METHODS:Hematoxylin eosin, immunohistochemical staining, and immunofluorescence were used to detect the expression and distribution of fibroblast growth factor 21 (FGF21) in rat periodontal tissues and cementoblasts (OCCM-30), separately. Cell Counting Kit-8 was used to detect the proliferation of OCCM-30 under treatment with rhFGF21. Alkaline phosphatase staining and Alizarin Red staining were used to detect the mineralization state of OCCM-30 after 3 and 7 days of mineralization induction. The transcription and protein expression of the osteogenic-related genes Runx2 and Osterix were detected by real-time quantitative polymerase chain reaction (PCR) and Western blot analysis. The expression levels of genes of transforming growth factor β (TGFβ)/bone morphogenetic protein (BMP) signaling pathway in OCCM-30 were detected through PCR array analysis.

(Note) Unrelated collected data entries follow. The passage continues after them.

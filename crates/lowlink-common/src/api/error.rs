// SPDX-License-Identifier: Apache-2.0
// Copyright 2024-2026 Dragonscale Team

use thiserror::Error;

#[derive(Debug, Error, Clone, PartialEq, Eq)]
#[non_exhaustive]
pub enum LowlinkError {
    /// Malformed graph input: empty graph, out-of-range node id, self-loop
    /// handed to the container, or a projection over its size limit.
    #[error("Invalid input: {message}")]
    InvalidInput { message: String },

    /// A parallel edge was found while simple-graph validation was requested.
    #[error("Graph is not simple: parallel edge between {node} and {neighbor}")]
    NonSimpleGraph { node: u32, neighbor: u32 },

    #[error("Traversal cancelled")]
    Cancelled,
}

impl LowlinkError {
    pub fn invalid_input(message: impl Into<String>) -> Self {
        Self::InvalidInput {
            message: message.into(),
        }
    }
}

pub type Result<T> = std::result::Result<T, LowlinkError>;
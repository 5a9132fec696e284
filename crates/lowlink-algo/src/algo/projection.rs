// SPDX-License-Identifier: Apache-2.0
// Copyright 2024-2026 Dragonscale Team

//! Graph Projection - Dense CSR snapshot for traversal.
//!
//! A `GraphProjection` is an immutable, traversal-optimized copy of an
//! undirected graph. It provides:
//! - Dense vertex indexing (0..V) for array-based traversal state
//! - CSR format for cache-friendly neighbor iteration
//! - Symmetric adjacency (every edge listed at both endpoints)
//! - Up-front validation so traversal never sees out-of-range ids

use lowlink_common::{LowlinkError, ProjectionConfig, Result, UndirectedGraph};
use tracing::{debug, instrument};

/// Dense CSR representation of an undirected graph.
#[derive(Debug, Clone)]
pub struct GraphProjection {
    /// Number of vertices in the projection
    pub(crate) vertex_count: usize,

    pub(crate) offsets: Vec<u32>,   // [V+1] vertex slot -> adjacency start
    pub(crate) neighbors: Vec<u32>, // [2E] neighbor slots
}

impl GraphProjection {
    /// Number of vertices in the projection.
    #[inline]
    pub fn vertex_count(&self) -> usize {
        self.vertex_count
    }

    /// Number of undirected edges in the projection.
    #[inline]
    pub fn edge_count(&self) -> usize {
        self.neighbors.len() / 2
    }

    /// Neighbors of a vertex (by slot), in insertion order.
    #[inline]
    pub fn neighbors(&self, slot: u32) -> &[u32] {
        let start = self.offsets[slot as usize] as usize;
        let end = self.offsets[slot as usize + 1] as usize;
        &self.neighbors[start..end]
    }

    /// Degree of a vertex.
    #[inline]
    pub fn degree(&self, slot: u32) -> u32 {
        self.offsets[slot as usize + 1] - self.offsets[slot as usize]
    }

    /// Memory usage in bytes.
    pub fn memory_size(&self) -> usize {
        self.offsets.len() * 4 + self.neighbors.len() * 4
    }

    /// Project an undirected edge list over `vertex_count` nodes.
    ///
    /// Each `(u, v)` is listed at both endpoints in input order. Self-loops
    /// are dropped. Parallel edges are rejected unless the config allows them.
    #[instrument(skip(edges, config), fields(edge_count = edges.len()), level = "debug")]
    pub fn from_edges(
        vertex_count: usize,
        edges: &[(u32, u32)],
        config: &ProjectionConfig,
    ) -> Result<Self> {
        check_limits(vertex_count, edges.len() * 2, config)?;

        let mut arcs = Vec::with_capacity(edges.len() * 2);
        let mut self_loops = 0usize;
        for &(u, v) in edges {
            for node in [u, v] {
                if node as usize >= vertex_count {
                    return Err(LowlinkError::invalid_input(format!(
                        "edge ({}, {}) references node {} outside 0..{}",
                        u, v, node, vertex_count
                    )));
                }
            }
            if u == v {
                self_loops += 1;
                continue;
            }
            arcs.push((u, v));
            arcs.push((v, u));
        }
        if self_loops > 0 {
            debug!(self_loops, "Dropped self-loops from projection");
        }

        let (offsets, neighbors) = build_csr(vertex_count, &arcs);
        let projection = Self {
            vertex_count,
            offsets,
            neighbors,
        };

        if config.reject_parallel_edges {
            if let Some((node, neighbor)) = find_parallel_edge(&projection) {
                return Err(LowlinkError::NonSimpleGraph { node, neighbor });
            }
        }

        debug!(
            vertices = projection.vertex_count,
            edges = projection.edge_count(),
            bytes = projection.memory_size(),
            "Built graph projection"
        );
        Ok(projection)
    }
}

/// Builder for constructing a `GraphProjection` from an `UndirectedGraph`.
pub struct ProjectionBuilder<'a> {
    graph: &'a UndirectedGraph,
    config: ProjectionConfig,
}

impl<'a> ProjectionBuilder<'a> {
    /// Create a new projection builder.
    pub fn new(graph: &'a UndirectedGraph) -> Self {
        Self {
            graph,
            config: ProjectionConfig::default(),
        }
    }

    /// Replace the whole configuration.
    pub fn config(mut self, config: ProjectionConfig) -> Self {
        self.config = config;
        self
    }

    /// Set the vertex limit.
    pub fn max_vertices(mut self, max_vertices: usize) -> Self {
        self.config.max_vertices = max_vertices;
        self
    }

    /// Build the projection.
    ///
    /// The container is simple by construction, so only the size limits are
    /// checked here.
    #[instrument(skip(self), level = "debug")]
    pub fn build(self) -> Result<GraphProjection> {
        let vertex_count = self.graph.node_count();
        let arc_count = self.graph.edge_count() * 2;
        check_limits(vertex_count, arc_count, &self.config)?;

        let mut offsets = Vec::with_capacity(vertex_count + 1);
        let mut neighbors = Vec::with_capacity(arc_count);
        offsets.push(0u32);
        for slot in 0..vertex_count as u32 {
            neighbors.extend_from_slice(self.graph.neighbors(slot));
            offsets.push(neighbors.len() as u32);
        }

        let projection = GraphProjection {
            vertex_count,
            offsets,
            neighbors,
        };
        debug!(
            vertices = projection.vertex_count,
            edges = projection.edge_count(),
            "Built graph projection from container"
        );
        Ok(projection)
    }
}

fn check_limits(vertex_count: usize, arc_count: usize, config: &ProjectionConfig) -> Result<()> {
    if vertex_count > config.max_vertices {
        return Err(LowlinkError::invalid_input(format!(
            "projection of {} vertices exceeds limit of {}",
            vertex_count, config.max_vertices
        )));
    }
    let estimated = (vertex_count + 1) * 4 + arc_count * 4;
    if estimated > config.max_projection_memory {
        return Err(LowlinkError::invalid_input(format!(
            "projection needs {} bytes, limit is {}",
            estimated, config.max_projection_memory
        )));
    }
    if arc_count > u32::MAX as usize {
        return Err(LowlinkError::invalid_input(format!(
            "{} adjacency entries do not fit 32-bit offsets",
            arc_count
        )));
    }
    Ok(())
}

/// Build CSR from a directed arc list, keeping per-source arc order.
fn build_csr(vertex_count: usize, arcs: &[(u32, u32)]) -> (Vec<u32>, Vec<u32>) {
    if vertex_count == 0 {
        return (vec![0], Vec::new());
    }

    // Count degrees
    let mut degrees = vec![0u32; vertex_count];
    for &(src, _) in arcs {
        degrees[src as usize] += 1;
    }

    // Build offsets (prefix sum)
    let mut offsets = vec![0u32; vertex_count + 1];
    for i in 0..vertex_count {
        offsets[i + 1] = offsets[i] + degrees[i];
    }

    // Fill neighbors
    let mut neighbors = vec![0u32; arcs.len()];
    let mut current = offsets.clone();
    for &(src, dst) in arcs {
        let idx = current[src as usize] as usize;
        neighbors[idx] = dst;
        current[src as usize] += 1;
    }

    (offsets, neighbors)
}

/// First `(node, neighbor)` pair listed twice in the same adjacency slice.
fn find_parallel_edge(graph: &GraphProjection) -> Option<(u32, u32)> {
    // last_seen[v] == u means v already appeared in u's adjacency
    let mut last_seen = vec![u32::MAX; graph.vertex_count];
    for u in 0..graph.vertex_count as u32 {
        for &v in graph.neighbors(u) {
            if last_seen[v as usize] == u {
                return Some((u, v));
            }
            last_seen[v as usize] = u;
        }
    }
    None
}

RESULTS:FGF21 was expressed in rat periodontal tissues and OCCM-30. Although rhFGF21 had no significant effect on the proliferation of OCCM-30, treatment with 50 ng/mL rhFGF21 could promote the mineralization of OCCM-30 cells after 7 days of mineralization induction. The transcriptional levels of Runx2 and Osterix increased significantly at 3 days of mineralization induction and decreased at 5 days of mineralization induction. Western blot analysis showed that the protein expression levels of Runx2 and Osterix increased during mineralization induction. rhFGF21 up-regulated Bmpr1b protein expression in cells.
CONCLUSIONS:rhFGF21 can promote the mineralization ability of OCCM-30. This effect is related to the activation of the TGFβ/BMP signaling pathway.